WHAT YOU WILL DO = Find how many lines below mention "Item". Nothing but the number is needed.

Start of EXTRACTED ENTRIES

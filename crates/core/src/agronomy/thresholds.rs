//! Crop heat-unit thresholds
//!
//! Maps a crop name to the cumulative GDD it needs before conditions count as
//! favorable for planting. Names are normalized to Title Case words so that
//! registry spellings like "coffee ROBUSTA" or "  maize " still match.

use rustc_hash::FxHashMap;
use serde::{Deserialize, Serialize};
use std::collections::BTreeMap;

use crate::core_types::units::DegreeDays;

/// Normalize a crop name: lower-case, split on whitespace, capitalize each
/// word, rejoin with single spaces.
///
/// # Example
/// ```
/// use agro_engine_core::agronomy::thresholds::normalize_crop_name;
///
/// assert_eq!(normalize_crop_name("coffee ROBUSTA"), "Coffee Robusta");
/// assert_eq!(normalize_crop_name("  maize "), "Maize");
/// ```
pub fn normalize_crop_name(name: &str) -> String {
    name.to_lowercase()
        .split_whitespace()
        .map(|word| {
            let mut chars = word.chars();
            match chars.next() {
                Some(first) => first.to_uppercase().chain(chars).collect::<String>(),
                None => String::new(),
            }
        })
        .collect::<Vec<_>>()
        .join(" ")
}

/// Immutable lookup table from normalized crop name to required cumulative GDD
///
/// Handed to the resolver as configuration; alternate tables can be built
/// with [`CropThresholdTable::new`] or deserialized from a JSON object of
/// `{ "crop name": gdd }`.
#[derive(Debug, Clone, PartialEq, Serialize, Deserialize)]
#[serde(
    from = "BTreeMap<String, DegreeDays>",
    into = "BTreeMap<String, DegreeDays>"
)]
pub struct CropThresholdTable {
    thresholds: FxHashMap<String, DegreeDays>,
}

impl CropThresholdTable {
    /// Build a table, normalizing every crop name.
    ///
    /// Later entries win when two names normalize to the same key.
    pub fn new<I, S>(entries: I) -> Self
    where
        I: IntoIterator<Item = (S, DegreeDays)>,
        S: AsRef<str>,
    {
        let thresholds = entries
            .into_iter()
            .map(|(name, gdd)| (normalize_crop_name(name.as_ref()), gdd))
            .collect();
        Self { thresholds }
    }

    /// Required cumulative GDD for a crop, if the crop is known
    pub fn threshold_for(&self, crop_name: &str) -> Option<DegreeDays> {
        self.thresholds.get(&normalize_crop_name(crop_name)).copied()
    }

    /// Number of crops in the table
    pub fn len(&self) -> usize {
        self.thresholds.len()
    }

    /// Whether the table has no crops
    pub fn is_empty(&self) -> bool {
        self.thresholds.is_empty()
    }

    /// Iterate over `(normalized name, threshold)` pairs in arbitrary order
    pub fn entries(&self) -> impl Iterator<Item = (&str, DegreeDays)> {
        self.thresholds
            .iter()
            .map(|(name, gdd)| (name.as_str(), *gdd))
    }
}

impl Default for CropThresholdTable {
    fn default() -> Self {
        Self::new([
            ("Maize", DegreeDays::new(200.0)),
            ("Coffee Robusta", DegreeDays::new(300.0)),
        ])
    }
}

impl From<BTreeMap<String, DegreeDays>> for CropThresholdTable {
    fn from(map: BTreeMap<String, DegreeDays>) -> Self {
        Self::new(map)
    }
}

impl From<CropThresholdTable> for BTreeMap<String, DegreeDays> {
    fn from(table: CropThresholdTable) -> Self {
        table.thresholds.into_iter().collect()
    }
}

#[cfg(test)]
mod tests {
    use super::*;

    #[test]
    fn test_normalize_crop_name() {
        assert_eq!(normalize_crop_name("maize"), "Maize");
        assert_eq!(normalize_crop_name("MAIZE"), "Maize");
        assert_eq!(normalize_crop_name("coffee robusta"), "Coffee Robusta");
        assert_eq!(normalize_crop_name("Coffee   ROBUSTA\t"), "Coffee Robusta");
        assert_eq!(normalize_crop_name(""), "");
    }

    #[test]
    fn test_default_table() {
        let table = CropThresholdTable::default();
        assert_eq!(table.len(), 2);
        assert_eq!(table.threshold_for("Maize"), Some(DegreeDays::new(200.0)));
        assert_eq!(
            table.threshold_for("Coffee Robusta"),
            Some(DegreeDays::new(300.0))
        );
    }

    #[test]
    fn test_lookup_is_case_and_spacing_insensitive() {
        let table = CropThresholdTable::default();
        assert_eq!(
            table.threshold_for("coffee ROBUSTA"),
            table.threshold_for("Coffee Robusta")
        );
        assert_eq!(table.threshold_for(" maize"), Some(DegreeDays::new(200.0)));
    }

    #[test]
    fn test_unknown_crop_is_none() {
        let table = CropThresholdTable::default();
        assert_eq!(table.threshold_for("Cassava"), None);
        assert_eq!(table.threshold_for(""), None);
    }

    #[test]
    fn test_lookup_does_not_mutate_table() {
        let table = CropThresholdTable::default();
        let before = table.clone();
        let _ = table.threshold_for("Sorghum");
        let _ = table.threshold_for("maize");
        assert_eq!(table, before);
    }

    #[test]
    fn test_custom_table_from_json() {
        let table: CropThresholdTable =
            serde_json::from_str(r#"{"sweet potato": 450.0, "BEANS": 120}"#).unwrap();
        assert_eq!(table.len(), 2);
        assert_eq!(table.threshold_for("Sweet Potato"), Some(DegreeDays::new(450.0)));
        assert_eq!(table.threshold_for("beans"), Some(DegreeDays::new(120.0)));
        assert_eq!(table.threshold_for("Maize"), None);
    }

    #[test]
    fn test_serializes_normalized_names() {
        let table = CropThresholdTable::new([("sweet potato", DegreeDays::new(450.0))]);
        let json = serde_json::to_string(&table).unwrap();
        assert_eq!(json, r#"{"Sweet Potato":450.0}"#);
    }
}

End of EXTRACTED ENTRIES

TASK SOLUTION = 2